Guest Blogger No 1: Laura Talley

October 28, 2010

I’m sure you all get sick of my voice so we’re incorporating some guest bloggers. We’re hoping for a few a month and we’re starting out with Laura Talley, creator of the blog Redheaded Skeptic. Laura started this blog after she ended her marriage to Baptist minister. Now she’s an Atheist. Her blog is fun and interesting and I would encourage you to check her out. Laura…

LT: Life is never a straight line. It seems we often go the hard way to get to our goals, if we ever make it there at all. Someone did the math on the Bible story of Moses leading the Israelites out of Egypt into the Promised Land.
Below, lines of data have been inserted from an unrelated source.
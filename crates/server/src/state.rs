//! Application state shared across handlers.

use crate::notify::Notifier;
use courier_cache::ResponseCache;
use courier_core::config::AppConfig;
use courier_metadata::MetadataStore;
use courier_storage::ObjectStore;
use std::sync::Arc;

/// Shared application state.
#[derive(Clone)]
pub struct AppState {
    /// Application configuration.
    pub config: Arc<AppConfig>,
    /// Object storage backend.
    pub storage: Arc<dyn ObjectStore>,
    /// Metadata store.
    pub metadata: Arc<dyn MetadataStore>,
    /// Update-check response cache (optional).
    pub cache: Option<Arc<dyn ResponseCache>>,
    /// Release notification sink.
    pub notifier: Notifier,
}

impl AppState {
    /// Create a new application state.
    ///
    /// # Panics
    ///
    /// Panics if storage configuration validation fails.
    pub fn new(
        config: AppConfig,
        storage: Arc<dyn ObjectStore>,
        metadata: Arc<dyn MetadataStore>,
        cache: Option<Arc<dyn ResponseCache>>,
        notifier: Notifier,
    ) -> Self {
        if let Err(error) = config.storage.validate() {
            panic!("Invalid storage configuration: {}", error);
        }

        Self {
            config: Arc::new(config),
            storage,
            metadata,
            cache,
            notifier,
        }
    }

    /// Base URL prepended to object keys in client-facing download links.
    pub fn public_endpoint(&self) -> &str {
        self.config.storage.public_endpoint()
    }
}
//! Configuration loaded from environment variables with sensible defaults.
//!
//! Channel credentials are optional: a channel without them is disabled and
//! the system still starts.

use std::env;
use std::time::Duration;

use super::ConfigError;

#[derive(Debug, Clone, PartialEq, Eq)]
pub struct TelegramConfig {
    pub bot_token: String,
    pub chat_id: String,
}

#[derive(Debug, Clone, PartialEq, Eq)]
pub struct SmtpConfig {
    pub host: String,
    pub port: u16,
    pub username: String,
    pub password: String,
    pub from: String,
}

#[derive(Debug, Clone, PartialEq, Eq)]
pub struct AppConfig {
    pub telegram: Option<TelegramConfig>,
    pub smtp: Option<SmtpConfig>,
    /// Base URL used to build admin links in owner notifications.
    pub public_base_url: Option<String>,
    pub notify_timeout: Duration,
    pub actor_buffer_size: usize,
    pub log_filter: String,
}

impl Default for AppConfig {
    fn default() -> Self {
        Self {
            telegram: None,
            smtp: None,
            public_base_url: None,
            notify_timeout: Duration::from_secs(8),
            actor_buffer_size: 32,
            log_filter: "info".to_string(),
        }
    }
}

impl AppConfig {
    /// Reads the process environment.
    ///
    /// # Errors
    /// Numeric settings that are present but not numbers.
    pub fn from_env() -> Result<Self, ConfigError> {
        Self::from_lookup(|key| env::var(key).ok())
    }

    /// Builds the config from any key lookup, so tests need not touch the
    /// process environment.
    pub fn from_lookup(lookup: impl Fn(&str) -> Option<String>) -> Result<Self, ConfigError> {
        let get = |key: &str| lookup(key).map(|v| v.trim().to_string()).filter(|v| !v.is_empty());
        let defaults = Self::default();

        let telegram = match (get("TELEGRAM_BOT_TOKEN"), get("TELEGRAM_CHAT_ID")) {
            (Some(bot_token), Some(chat_id)) => Some(TelegramConfig { bot_token, chat_id }),
            _ => None,
        };

        let smtp = match (get("SMTP_HOST"), get("SMTP_USER"), get("SMTP_PASS")) {
            (Some(host), Some(username), Some(password)) => Some(SmtpConfig {
                port: parse_var("SMTP_PORT", get("SMTP_PORT"), 587)?,
                from: get("EMAIL_FROM").unwrap_or_else(|| username.clone()),
                host,
                username,
                password,
            }),
            _ => None,
        };

        let public_base_url = get("PUBLIC_BASE_URL")
            .or_else(|| get("YOUR_DOMAIN"))
            .map(|url| url.trim_end_matches('/').to_string());

        Ok(Self {
            telegram,
            smtp,
            public_base_url,
            notify_timeout: Duration::from_secs(parse_var(
                "NOTIFY_TIMEOUT_SECS",
                get("NOTIFY_TIMEOUT_SECS"),
                defaults.notify_timeout.as_secs(),
            )?),
            actor_buffer_size: parse_var("ACTOR_BUFFER_SIZE", get("ACTOR_BUFFER_SIZE"), defaults.actor_buffer_size)?
                .max(1),
            log_filter: get("LOG_FILTER").unwrap_or(defaults.log_filter),
        })
    }
}

fn parse_var<T: std::str::FromStr>(key: &'static str, value: Option<String>, default: T) -> Result<T, ConfigError> {
    match value {
        None => Ok(default),
        Some(raw) => raw.parse().map_err(|_| ConfigError::InvalidValue { key, value: raw }),
    }
}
They wandered in the desert for 40 years on an eight-mile line from point A to point B. That’s how I feel at times.

Five years ago today, I was a conservative Baptist youth minister’s wife finishing up my psychology degree and preparing for motherhood and a life of serving at churches alongside my husband. Today I am married to another man, I have a 4-year-old daughter, I am working on pre-requisites for medical school and I am an atheist. You never know where life is going to take you. I am in the last place I ever thought I would be.

To explain how I got here is like explaining how the Israelites wandered in the desert for so long. Full of twists and turns, and not all of it seems to make a lot of sense.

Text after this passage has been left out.